WHAT YOU NEED TO DO
Each line of the data below that carries the word "height" needs to be copied.

SUPPLIED INFORMATION
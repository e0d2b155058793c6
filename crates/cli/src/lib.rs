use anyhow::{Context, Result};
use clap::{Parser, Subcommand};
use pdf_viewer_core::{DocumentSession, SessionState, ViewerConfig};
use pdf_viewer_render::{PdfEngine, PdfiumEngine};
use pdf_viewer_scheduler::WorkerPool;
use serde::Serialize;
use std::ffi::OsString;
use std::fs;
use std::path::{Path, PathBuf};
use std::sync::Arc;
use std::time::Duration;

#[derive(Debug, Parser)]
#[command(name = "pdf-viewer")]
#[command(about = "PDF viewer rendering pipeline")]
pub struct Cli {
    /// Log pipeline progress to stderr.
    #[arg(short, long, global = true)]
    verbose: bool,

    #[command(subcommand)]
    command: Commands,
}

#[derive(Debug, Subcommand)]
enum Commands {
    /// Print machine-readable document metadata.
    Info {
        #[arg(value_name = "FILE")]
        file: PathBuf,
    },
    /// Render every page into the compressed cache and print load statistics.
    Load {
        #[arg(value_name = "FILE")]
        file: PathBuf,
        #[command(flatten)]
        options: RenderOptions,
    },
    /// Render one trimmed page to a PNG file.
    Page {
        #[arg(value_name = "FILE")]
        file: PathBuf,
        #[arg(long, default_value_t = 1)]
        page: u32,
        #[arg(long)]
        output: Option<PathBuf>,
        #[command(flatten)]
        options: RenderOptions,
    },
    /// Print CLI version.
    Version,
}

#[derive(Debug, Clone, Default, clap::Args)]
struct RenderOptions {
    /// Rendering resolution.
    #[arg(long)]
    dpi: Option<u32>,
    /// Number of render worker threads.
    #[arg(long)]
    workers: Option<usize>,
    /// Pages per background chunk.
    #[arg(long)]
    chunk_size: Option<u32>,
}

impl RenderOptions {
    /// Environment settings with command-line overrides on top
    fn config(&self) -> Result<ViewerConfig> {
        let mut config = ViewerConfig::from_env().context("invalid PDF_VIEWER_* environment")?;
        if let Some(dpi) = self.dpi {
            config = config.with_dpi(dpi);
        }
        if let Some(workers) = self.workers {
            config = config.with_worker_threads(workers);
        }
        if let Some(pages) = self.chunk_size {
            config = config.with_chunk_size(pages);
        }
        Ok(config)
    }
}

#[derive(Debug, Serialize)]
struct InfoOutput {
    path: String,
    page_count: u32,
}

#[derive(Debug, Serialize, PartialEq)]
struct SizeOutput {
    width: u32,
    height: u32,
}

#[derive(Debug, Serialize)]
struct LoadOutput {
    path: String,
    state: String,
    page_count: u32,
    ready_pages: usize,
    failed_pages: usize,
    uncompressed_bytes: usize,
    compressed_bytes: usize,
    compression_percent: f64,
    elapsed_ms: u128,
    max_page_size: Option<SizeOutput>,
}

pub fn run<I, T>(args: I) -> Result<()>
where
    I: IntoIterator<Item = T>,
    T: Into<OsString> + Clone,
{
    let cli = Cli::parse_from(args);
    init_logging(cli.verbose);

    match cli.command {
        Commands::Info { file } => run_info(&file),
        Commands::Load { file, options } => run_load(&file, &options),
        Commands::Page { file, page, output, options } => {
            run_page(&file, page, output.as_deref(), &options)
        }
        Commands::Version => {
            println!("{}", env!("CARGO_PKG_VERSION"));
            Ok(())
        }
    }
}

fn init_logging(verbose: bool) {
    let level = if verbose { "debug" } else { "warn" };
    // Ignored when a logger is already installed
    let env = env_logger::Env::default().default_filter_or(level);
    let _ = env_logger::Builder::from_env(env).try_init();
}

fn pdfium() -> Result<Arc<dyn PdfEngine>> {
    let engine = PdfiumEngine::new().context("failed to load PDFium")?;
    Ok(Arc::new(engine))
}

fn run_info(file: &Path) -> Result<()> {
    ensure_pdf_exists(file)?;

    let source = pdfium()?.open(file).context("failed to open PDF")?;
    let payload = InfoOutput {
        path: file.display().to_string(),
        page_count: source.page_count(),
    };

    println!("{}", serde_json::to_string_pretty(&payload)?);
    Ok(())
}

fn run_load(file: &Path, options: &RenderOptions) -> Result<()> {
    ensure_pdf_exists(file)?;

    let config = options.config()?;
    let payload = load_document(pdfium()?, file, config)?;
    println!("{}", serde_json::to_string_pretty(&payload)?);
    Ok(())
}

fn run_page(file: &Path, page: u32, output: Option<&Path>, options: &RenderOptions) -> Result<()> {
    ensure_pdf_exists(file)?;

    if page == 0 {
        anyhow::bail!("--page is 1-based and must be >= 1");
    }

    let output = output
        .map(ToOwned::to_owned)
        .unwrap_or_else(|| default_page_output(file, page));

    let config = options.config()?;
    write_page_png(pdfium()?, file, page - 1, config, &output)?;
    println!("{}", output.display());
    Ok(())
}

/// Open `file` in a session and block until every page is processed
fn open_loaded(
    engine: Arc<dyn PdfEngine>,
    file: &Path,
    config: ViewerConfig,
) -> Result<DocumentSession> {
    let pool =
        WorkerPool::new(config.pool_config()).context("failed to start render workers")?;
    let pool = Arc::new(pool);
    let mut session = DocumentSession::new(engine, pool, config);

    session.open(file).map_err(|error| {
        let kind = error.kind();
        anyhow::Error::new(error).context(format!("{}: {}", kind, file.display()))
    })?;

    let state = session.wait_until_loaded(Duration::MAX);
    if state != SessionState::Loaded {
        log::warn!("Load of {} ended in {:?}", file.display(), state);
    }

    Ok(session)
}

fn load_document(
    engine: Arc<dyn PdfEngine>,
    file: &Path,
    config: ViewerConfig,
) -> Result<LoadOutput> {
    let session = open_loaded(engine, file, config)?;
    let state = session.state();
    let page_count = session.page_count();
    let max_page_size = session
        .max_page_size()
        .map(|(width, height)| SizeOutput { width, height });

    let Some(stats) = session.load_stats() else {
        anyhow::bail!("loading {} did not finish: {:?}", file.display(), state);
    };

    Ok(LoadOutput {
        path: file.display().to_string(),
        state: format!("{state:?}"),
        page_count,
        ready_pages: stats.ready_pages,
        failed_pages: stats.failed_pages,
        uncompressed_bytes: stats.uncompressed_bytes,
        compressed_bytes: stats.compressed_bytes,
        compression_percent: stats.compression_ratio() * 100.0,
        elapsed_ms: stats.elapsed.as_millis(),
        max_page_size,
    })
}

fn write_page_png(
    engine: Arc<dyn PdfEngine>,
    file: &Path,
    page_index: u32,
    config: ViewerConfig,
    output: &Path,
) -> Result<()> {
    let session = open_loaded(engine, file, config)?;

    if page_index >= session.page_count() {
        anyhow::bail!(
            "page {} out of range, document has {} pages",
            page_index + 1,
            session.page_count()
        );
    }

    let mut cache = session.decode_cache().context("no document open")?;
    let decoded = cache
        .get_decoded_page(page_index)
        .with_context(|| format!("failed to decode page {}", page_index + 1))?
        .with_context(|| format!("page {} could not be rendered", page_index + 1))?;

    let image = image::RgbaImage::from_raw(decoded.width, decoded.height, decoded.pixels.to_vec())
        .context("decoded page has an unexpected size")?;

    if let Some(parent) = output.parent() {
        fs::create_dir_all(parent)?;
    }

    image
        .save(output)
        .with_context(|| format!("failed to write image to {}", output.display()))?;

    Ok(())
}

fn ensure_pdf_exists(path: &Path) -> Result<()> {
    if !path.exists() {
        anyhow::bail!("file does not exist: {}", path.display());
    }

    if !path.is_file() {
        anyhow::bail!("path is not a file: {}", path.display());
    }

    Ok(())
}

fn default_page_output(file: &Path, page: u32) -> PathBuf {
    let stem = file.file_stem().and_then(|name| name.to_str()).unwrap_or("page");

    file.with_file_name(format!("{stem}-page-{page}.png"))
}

EXERCISE ANSWER
    height: u32,
        .map(|(width, height)| SizeOutput { width, height });
    let image = image::RgbaImage::from_raw(decoded.width, decoded.height, decoded.pixels.to_vec())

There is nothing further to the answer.